15:00 horas. Con su guardapolvo blanco siempre bien planchado y la cartera escolar que le había regalado su tío, Jorgito espera en la esquina de Entre Ríos y Constitución la llegada del trolebús 307 que lo llevará, como otras veces, del colegio primario donde cursa su 4º grado a su casa de Lanús, donde hace poco se mudó junto con su familia.
Mientras espera el trole, que está tardando más de lo usual, Jorgito siente que está viviendo un día en el que las cosas son diferentes. No sólo es la tardanza del 307 o advertir que la avenida Entre Ríos está desierta. Ni siquiera es que está volviendo a casa tres horas antes de la salida del turno tarde. Los 10 años de Jorgito tratan de entender porqué las madres del barrio retiraron a sus hijos del colegio y lo obligaron a volver más temprano a su casa.
De pronto, a lo lejos, la figura del esperado trolebús interrumpe sus pensamientos. Es la hora de pararlo con una seña, de sacar boleto y de sentarse en ese semivacío 307 que lo llevará hasta Yrigoyen y Castro Barros, a cuatro cuadras de la estación Lanús y a dos de su casa.
El terrorismo no comenzó en los 70
Sentado junto a la ventanilla, los ojos de Jorgito repasan la ruta conocida: Entre Ríos, Vélez Sarsfield, el puente sobre el Riachuelo, el ingreso a la Provincia. De pronto, algo sucede: el trole se detiene y suben dos civiles con ametralladoras que ordenan a los escasos pasajeros bajarse y seguir a su destino a pie. Ahí queda Jorgito, con su guardapolvo blanco y su cartera, sin saber qué hacer.
Piensa que puede salir a la Avenida Pavón (así le decían en esos años a la avenida Hipólito Yrigoyen). Si lo logra, sólo le quedará transitarla hasta Castro Barros, un trecho largo pero directo a su casa. Y, como con las miguitas del cuento de Hansel y Gretel, Jorgito decide seguir la ruta que le indican los cables de energía del trole que lo llevan, finalmente, hasta la Avenida, donde continúa su marcha.
Mientras camina por una avenida Pavón sin colectivos y casi sin autos, Jorgito ve pasar vehículos de todo tipo: autos, rastrojeros, camiones. Van rumbo a Avellaneda. Llevan gente cantando consignas que no alcanza a comprender.
Recuerda, después, una imagen. Un rastrojero con 5 ó 6 personas en la caja, una de ella sostiene una gran bandera argentina que tiene en el centro un escudo peronista, que flamea como consecuencia del viento que produce el viaje.

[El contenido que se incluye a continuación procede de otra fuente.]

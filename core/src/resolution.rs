//! Width-based resolution tiers.
//!
//! Only the **width** of the first video stream matters. Thresholds are
//! exclusive lower bounds checked from the highest tier down, so a width of
//! exactly 1900 is 720p rather than 1080p.

use std::fmt::{Display, Formatter};

/// Resolution bucket for a video. Declaration order is report order.
#[derive(Debug, Clone, Copy, PartialEq, Eq, PartialOrd, Ord, Hash)]
pub enum ResolutionTier {
    UltraHd,
    FullHd,
    Hd,
    Sd,
    /// Width was zero or negative.
    Unknown,
}

/// Tiers with their exclusive minimum widths, highest first.
pub const TIER_THRESHOLDS: [(ResolutionTier, i64); 4] = [
    (ResolutionTier::UltraHd, 3800),
    (ResolutionTier::FullHd, 1900),
    (ResolutionTier::Hd, 1200),
    (ResolutionTier::Sd, 0),
];

impl ResolutionTier {
    pub fn label(self) -> &'static str {
        match self {
            Self::UltraHd => "4k",
            Self::FullHd => "1080p",
            Self::Hd => "720p",
            Self::Sd => "SD",
            Self::Unknown => "UNKNOWN",
        }
    }
}

impl Display for ResolutionTier {
    fn fmt(&self, f: &mut Formatter<'_>) -> std::fmt::Result {
        f.write_str(self.label())
    }
}

/// Returns the first tier whose threshold `width` strictly exceeds.
pub fn resolution_tier(width: i64) -> ResolutionTier {
    TIER_THRESHOLDS
        .iter()
        .find(|(_, min_width)| width > *min_width)
        .map(|(tier, _)| *tier)
        .unwrap_or(ResolutionTier::Unknown)
}

#[cfg(test)]
mod tests {
    use super::*;
    use proptest::prelude::*;

    #[test]
    fn common_widths() {
        assert_eq!(resolution_tier(3840), ResolutionTier::UltraHd);
        assert_eq!(resolution_tier(4096), ResolutionTier::UltraHd);
        assert_eq!(resolution_tier(1920), ResolutionTier::FullHd);
        assert_eq!(resolution_tier(1280), ResolutionTier::Hd);
        assert_eq!(resolution_tier(720), ResolutionTier::Sd);
        assert_eq!(resolution_tier(640), ResolutionTier::Sd);
    }

    #[test]
    fn thresholds_are_exclusive() {
        assert_eq!(resolution_tier(3800), ResolutionTier::FullHd);
        assert_eq!(resolution_tier(3801), ResolutionTier::UltraHd);
        assert_eq!(resolution_tier(1900), ResolutionTier::Hd);
        assert_eq!(resolution_tier(1901), ResolutionTier::FullHd);
        assert_eq!(resolution_tier(1200), ResolutionTier::Sd);
        assert_eq!(resolution_tier(1), ResolutionTier::Sd);
    }

    #[test]
    fn non_positive_width_is_unknown() {
        assert_eq!(resolution_tier(0), ResolutionTier::Unknown);
        assert_eq!(resolution_tier(-1), ResolutionTier::Unknown);
    }

    #[test]
    fn labels_match_report_headings() {
        let labels: Vec<_> = TIER_THRESHOLDS
            .iter()
            .map(|(tier, _)| tier.to_string())
            .collect();
        assert_eq!(labels, ["4k", "1080p", "720p", "SD"]);
        assert_eq!(ResolutionTier::Unknown.label(), "UNKNOWN");
    }

    #[test]
    fn threshold_table_is_in_report_order() {
        assert!(TIER_THRESHOLDS.windows(2).all(|pair| pair[0].0 < pair[1].0));
        assert!(TIER_THRESHOLDS.windows(2).all(|pair| pair[0].1 > pair[1].1));
    }

    proptest! {
        #[test]
        fn tier_matches_width_interval(width in -10_000i64..20_000) {
            let expected = if width > 3800 {
                ResolutionTier::UltraHd
            } else if width > 1900 {
                ResolutionTier::FullHd
            } else if width > 1200 {
                ResolutionTier::Hd
            } else if width > 0 {
                ResolutionTier::Sd
            } else {
                ResolutionTier::Unknown
            };
            prop_assert_eq!(resolution_tier(width), expected);
        }
    }
}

Una persona se le acerca: "¿Pibe, estás sólo? Ante la respuesta afirmativa de Jorgito, le propone: "Caminemos juntos, yo voy hasta Sitio de Montevideo, una cuadra antes de la estación Lanús"... Y con esa protección de quien nunca supo el nombre, Jorgito avanza casi hasta la calle Castro Barros, su destino final.
Al cruzar la vía y enfilar para su casa, Jorgito vislumbra a su familia en la puerta de casa. Su papá y su mamá lo esperan con desesperación e impotencia. La zona, que tiene un sólo teléfono atendido por telefonistas que nunca contestan, las noticias de la radio, los 10 años de Jorgito... Sólo entonces advierte el riesgo vivido y se entrega a la alegría del reencuentro.
Jorgito aún recuerda los tanques de guerra estacionados durante meses a la vuelta de su casa, frente a la panadería, también en lo que hoy es la Municipalidad de Lanús y en ese momento era el lugar donde se guardaban los trolebuses. Creció inmerso en la ocupación de Lanús muchos años, por su condición obrera y peronista.
Percibió el odio que tuvieron los que dispararon, ese 16 de junio de 1955, las ametralladoras de los aviones que impunemente quitaron la vida a cientos de personas inocentes, en el mayor ataque terrorista de nuestra historia, realizado por argentinos a los que la Patria les había entregado armas para defenderla.
Lo que acabo de contar es una historia real. Doy fe de eso, porque el Jorgito que pudo volver a casa ese día, soy yo.